__TASK STATEMENT__
Return all lines from the listing below in which the string "blocks" occurs.
⁂
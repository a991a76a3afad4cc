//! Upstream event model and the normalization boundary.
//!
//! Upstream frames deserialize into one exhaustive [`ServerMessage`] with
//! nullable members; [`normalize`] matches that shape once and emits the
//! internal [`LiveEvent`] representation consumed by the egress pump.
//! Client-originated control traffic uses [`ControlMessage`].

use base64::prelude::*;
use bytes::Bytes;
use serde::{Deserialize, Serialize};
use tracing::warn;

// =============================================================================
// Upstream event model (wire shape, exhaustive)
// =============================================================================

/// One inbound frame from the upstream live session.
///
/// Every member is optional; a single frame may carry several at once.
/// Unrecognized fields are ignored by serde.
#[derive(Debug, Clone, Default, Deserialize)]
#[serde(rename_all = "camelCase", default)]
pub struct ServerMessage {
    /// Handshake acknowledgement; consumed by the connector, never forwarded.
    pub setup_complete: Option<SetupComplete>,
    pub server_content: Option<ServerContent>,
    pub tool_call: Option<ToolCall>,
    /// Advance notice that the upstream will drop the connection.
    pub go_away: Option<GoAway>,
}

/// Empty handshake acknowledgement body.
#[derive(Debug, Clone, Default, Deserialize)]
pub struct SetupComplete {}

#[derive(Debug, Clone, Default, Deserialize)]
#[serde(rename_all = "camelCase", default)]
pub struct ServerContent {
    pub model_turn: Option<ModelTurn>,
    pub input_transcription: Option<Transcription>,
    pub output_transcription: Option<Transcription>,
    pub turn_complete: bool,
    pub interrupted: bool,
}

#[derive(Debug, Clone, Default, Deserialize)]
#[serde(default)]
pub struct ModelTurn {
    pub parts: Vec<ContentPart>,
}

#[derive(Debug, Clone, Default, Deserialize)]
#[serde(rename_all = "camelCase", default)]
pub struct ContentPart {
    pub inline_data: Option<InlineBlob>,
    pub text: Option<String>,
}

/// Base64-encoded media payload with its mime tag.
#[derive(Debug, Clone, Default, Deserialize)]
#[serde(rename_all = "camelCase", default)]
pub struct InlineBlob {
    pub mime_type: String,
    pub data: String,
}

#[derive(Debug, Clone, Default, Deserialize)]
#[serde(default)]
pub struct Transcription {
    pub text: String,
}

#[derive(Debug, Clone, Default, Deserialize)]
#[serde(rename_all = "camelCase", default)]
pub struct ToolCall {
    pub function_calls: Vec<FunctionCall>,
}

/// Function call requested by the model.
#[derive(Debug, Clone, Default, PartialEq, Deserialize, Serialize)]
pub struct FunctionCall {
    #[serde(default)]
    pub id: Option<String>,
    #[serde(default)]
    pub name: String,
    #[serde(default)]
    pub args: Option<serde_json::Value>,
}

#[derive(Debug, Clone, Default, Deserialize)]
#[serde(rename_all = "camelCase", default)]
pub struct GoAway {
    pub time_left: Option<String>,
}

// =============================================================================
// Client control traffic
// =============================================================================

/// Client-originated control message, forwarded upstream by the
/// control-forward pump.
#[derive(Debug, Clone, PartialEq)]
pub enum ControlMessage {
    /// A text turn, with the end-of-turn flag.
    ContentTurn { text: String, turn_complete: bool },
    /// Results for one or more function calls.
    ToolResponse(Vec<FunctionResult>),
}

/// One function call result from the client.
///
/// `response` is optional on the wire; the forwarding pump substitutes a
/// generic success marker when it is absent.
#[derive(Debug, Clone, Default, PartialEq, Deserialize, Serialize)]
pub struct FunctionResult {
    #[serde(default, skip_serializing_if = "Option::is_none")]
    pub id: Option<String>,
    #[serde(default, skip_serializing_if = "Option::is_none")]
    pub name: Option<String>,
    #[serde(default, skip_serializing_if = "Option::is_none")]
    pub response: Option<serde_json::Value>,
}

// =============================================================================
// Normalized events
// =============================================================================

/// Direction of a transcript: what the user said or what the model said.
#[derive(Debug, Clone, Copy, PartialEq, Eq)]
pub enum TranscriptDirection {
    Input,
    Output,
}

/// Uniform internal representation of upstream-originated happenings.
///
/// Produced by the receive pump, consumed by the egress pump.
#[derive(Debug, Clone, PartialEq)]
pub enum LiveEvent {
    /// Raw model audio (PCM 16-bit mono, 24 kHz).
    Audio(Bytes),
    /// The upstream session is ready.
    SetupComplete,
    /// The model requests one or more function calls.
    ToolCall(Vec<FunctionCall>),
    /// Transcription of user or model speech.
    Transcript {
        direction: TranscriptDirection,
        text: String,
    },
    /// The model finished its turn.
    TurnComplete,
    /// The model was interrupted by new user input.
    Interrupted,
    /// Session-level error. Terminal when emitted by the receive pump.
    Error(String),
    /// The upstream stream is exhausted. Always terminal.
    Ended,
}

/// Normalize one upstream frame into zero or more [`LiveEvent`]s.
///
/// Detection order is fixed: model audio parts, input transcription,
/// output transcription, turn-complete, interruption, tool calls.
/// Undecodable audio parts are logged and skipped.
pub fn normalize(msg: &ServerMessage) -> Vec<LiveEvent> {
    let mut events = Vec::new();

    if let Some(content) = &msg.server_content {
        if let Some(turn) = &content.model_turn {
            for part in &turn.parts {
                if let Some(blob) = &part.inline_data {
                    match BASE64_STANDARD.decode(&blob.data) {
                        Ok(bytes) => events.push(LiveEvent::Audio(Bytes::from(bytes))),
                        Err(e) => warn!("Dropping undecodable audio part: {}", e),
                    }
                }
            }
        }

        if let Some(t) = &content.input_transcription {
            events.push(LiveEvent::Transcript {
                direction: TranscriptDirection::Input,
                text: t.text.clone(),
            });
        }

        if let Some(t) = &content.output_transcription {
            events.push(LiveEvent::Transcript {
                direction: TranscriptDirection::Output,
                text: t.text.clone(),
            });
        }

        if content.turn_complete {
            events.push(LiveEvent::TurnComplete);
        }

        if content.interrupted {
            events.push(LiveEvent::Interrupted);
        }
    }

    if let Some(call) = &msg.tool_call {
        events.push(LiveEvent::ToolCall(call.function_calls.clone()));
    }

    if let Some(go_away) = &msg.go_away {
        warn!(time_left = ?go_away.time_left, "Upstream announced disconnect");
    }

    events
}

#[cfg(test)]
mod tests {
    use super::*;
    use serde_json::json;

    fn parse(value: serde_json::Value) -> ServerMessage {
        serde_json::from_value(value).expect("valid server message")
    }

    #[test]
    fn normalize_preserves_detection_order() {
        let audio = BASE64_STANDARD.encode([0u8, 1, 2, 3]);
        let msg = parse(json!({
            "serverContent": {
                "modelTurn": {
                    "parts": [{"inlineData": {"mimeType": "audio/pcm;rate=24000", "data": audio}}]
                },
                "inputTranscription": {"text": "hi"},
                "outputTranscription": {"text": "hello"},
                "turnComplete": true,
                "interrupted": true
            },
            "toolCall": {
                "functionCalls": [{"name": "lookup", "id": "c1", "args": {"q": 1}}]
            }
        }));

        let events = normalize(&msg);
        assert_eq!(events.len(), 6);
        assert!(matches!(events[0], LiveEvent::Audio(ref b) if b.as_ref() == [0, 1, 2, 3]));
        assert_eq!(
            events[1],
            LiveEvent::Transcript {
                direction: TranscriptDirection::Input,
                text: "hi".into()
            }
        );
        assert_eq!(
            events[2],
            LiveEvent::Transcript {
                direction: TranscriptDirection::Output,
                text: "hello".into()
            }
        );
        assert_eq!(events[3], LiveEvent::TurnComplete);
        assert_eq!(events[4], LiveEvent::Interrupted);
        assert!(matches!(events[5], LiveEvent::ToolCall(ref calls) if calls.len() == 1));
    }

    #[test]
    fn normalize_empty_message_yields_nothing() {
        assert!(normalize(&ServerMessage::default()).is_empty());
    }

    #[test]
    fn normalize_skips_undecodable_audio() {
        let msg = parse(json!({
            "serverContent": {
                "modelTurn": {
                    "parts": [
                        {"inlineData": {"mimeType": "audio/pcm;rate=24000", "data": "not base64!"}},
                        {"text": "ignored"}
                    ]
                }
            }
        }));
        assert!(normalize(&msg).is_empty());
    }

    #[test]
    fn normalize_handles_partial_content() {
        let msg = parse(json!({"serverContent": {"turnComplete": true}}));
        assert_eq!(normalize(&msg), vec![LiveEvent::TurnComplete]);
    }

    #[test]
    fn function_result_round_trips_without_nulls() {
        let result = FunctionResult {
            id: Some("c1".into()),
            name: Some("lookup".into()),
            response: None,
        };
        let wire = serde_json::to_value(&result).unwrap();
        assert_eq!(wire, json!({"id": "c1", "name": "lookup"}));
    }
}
⁂
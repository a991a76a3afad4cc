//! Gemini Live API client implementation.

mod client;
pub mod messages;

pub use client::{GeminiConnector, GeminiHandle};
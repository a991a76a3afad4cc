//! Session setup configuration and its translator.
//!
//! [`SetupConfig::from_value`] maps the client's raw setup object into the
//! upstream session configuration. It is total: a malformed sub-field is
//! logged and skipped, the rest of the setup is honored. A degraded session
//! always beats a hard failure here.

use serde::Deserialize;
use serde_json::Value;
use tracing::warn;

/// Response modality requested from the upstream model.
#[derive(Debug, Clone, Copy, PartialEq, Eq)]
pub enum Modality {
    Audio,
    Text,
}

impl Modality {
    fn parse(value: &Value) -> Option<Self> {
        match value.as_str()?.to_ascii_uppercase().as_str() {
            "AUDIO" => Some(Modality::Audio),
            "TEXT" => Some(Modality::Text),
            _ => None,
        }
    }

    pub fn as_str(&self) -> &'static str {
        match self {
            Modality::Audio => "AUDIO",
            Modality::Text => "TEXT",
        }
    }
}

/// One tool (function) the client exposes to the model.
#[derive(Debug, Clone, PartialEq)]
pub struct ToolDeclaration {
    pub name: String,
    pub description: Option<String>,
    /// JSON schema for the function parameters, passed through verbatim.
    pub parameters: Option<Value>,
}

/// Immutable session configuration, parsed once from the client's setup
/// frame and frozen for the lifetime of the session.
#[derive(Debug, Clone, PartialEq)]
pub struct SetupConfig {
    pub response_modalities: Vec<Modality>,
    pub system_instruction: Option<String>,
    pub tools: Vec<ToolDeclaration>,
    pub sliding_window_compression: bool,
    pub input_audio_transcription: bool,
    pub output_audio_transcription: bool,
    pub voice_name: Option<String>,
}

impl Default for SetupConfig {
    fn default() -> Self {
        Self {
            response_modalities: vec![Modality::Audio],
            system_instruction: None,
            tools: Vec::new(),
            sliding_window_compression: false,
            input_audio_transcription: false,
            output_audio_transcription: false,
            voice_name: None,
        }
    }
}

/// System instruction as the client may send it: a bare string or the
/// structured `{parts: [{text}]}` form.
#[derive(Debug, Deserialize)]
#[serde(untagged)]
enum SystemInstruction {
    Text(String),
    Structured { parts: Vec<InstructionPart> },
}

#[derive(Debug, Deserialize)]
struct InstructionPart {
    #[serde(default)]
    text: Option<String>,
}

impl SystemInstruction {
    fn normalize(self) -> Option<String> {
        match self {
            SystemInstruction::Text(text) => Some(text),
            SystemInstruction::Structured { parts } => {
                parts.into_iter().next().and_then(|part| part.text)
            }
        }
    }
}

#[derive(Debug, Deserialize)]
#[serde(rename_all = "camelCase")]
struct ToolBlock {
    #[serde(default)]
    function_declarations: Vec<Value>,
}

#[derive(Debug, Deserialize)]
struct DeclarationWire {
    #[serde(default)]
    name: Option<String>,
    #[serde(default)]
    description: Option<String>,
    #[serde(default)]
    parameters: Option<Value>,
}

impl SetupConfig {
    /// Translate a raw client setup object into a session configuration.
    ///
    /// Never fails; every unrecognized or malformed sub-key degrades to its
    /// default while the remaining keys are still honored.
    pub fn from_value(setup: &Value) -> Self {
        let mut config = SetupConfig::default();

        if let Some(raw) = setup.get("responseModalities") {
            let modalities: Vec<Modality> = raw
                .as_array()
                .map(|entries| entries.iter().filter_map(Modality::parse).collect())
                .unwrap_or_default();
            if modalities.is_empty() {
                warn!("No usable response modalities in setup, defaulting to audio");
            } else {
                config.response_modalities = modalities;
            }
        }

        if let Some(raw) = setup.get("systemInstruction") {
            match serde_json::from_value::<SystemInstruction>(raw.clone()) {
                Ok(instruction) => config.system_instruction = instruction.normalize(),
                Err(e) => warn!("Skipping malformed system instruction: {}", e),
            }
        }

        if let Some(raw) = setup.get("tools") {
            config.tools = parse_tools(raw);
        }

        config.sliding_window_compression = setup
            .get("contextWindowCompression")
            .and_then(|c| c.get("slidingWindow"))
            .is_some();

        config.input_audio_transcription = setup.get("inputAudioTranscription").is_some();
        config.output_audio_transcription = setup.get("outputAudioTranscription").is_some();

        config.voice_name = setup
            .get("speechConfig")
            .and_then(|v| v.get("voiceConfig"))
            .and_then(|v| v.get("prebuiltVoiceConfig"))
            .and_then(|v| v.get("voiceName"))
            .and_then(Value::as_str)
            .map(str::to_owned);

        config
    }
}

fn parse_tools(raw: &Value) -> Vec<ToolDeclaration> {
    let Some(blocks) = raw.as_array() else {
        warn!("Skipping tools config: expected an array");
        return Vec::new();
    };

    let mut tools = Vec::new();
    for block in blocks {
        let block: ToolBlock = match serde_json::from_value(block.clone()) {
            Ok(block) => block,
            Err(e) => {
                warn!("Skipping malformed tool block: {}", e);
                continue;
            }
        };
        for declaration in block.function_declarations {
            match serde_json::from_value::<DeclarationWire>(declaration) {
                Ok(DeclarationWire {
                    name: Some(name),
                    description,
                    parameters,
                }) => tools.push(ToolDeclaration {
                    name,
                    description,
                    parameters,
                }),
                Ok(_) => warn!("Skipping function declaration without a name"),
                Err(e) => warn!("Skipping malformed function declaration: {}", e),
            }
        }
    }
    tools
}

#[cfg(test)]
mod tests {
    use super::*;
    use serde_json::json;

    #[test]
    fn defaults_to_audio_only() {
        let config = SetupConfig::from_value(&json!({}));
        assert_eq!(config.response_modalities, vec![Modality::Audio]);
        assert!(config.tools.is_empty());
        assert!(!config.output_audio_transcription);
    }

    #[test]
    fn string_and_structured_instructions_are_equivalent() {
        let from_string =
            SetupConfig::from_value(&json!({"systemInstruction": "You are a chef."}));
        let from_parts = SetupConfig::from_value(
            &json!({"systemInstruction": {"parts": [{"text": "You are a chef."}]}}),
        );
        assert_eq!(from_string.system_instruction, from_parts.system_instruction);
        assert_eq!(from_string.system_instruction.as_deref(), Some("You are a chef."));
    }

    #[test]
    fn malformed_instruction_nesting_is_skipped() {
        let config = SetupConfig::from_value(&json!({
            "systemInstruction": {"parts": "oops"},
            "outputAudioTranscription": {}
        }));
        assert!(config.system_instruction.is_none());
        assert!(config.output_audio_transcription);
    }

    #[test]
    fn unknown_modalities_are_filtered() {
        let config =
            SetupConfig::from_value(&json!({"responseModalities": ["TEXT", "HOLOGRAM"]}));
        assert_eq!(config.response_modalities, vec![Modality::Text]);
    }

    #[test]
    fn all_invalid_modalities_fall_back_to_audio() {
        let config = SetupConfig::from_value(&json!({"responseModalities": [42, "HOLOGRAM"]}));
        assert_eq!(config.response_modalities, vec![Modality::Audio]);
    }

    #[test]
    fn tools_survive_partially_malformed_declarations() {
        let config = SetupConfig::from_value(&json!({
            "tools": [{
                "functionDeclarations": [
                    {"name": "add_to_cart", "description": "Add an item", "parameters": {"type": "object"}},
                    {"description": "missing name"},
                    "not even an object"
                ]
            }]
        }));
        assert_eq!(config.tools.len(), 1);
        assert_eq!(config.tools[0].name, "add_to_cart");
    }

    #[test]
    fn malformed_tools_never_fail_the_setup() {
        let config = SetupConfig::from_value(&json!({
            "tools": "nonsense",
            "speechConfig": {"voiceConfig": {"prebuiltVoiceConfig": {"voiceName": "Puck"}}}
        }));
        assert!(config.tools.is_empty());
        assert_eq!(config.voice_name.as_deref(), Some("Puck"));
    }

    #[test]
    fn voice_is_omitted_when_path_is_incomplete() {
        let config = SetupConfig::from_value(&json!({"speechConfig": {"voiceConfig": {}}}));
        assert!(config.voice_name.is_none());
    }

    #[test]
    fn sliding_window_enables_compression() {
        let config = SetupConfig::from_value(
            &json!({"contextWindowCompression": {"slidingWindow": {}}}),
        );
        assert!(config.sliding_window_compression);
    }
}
⁂
__SOLUTION FOR THIS TASK__
    let Some(blocks) = raw.as_array() else {
    for block in blocks {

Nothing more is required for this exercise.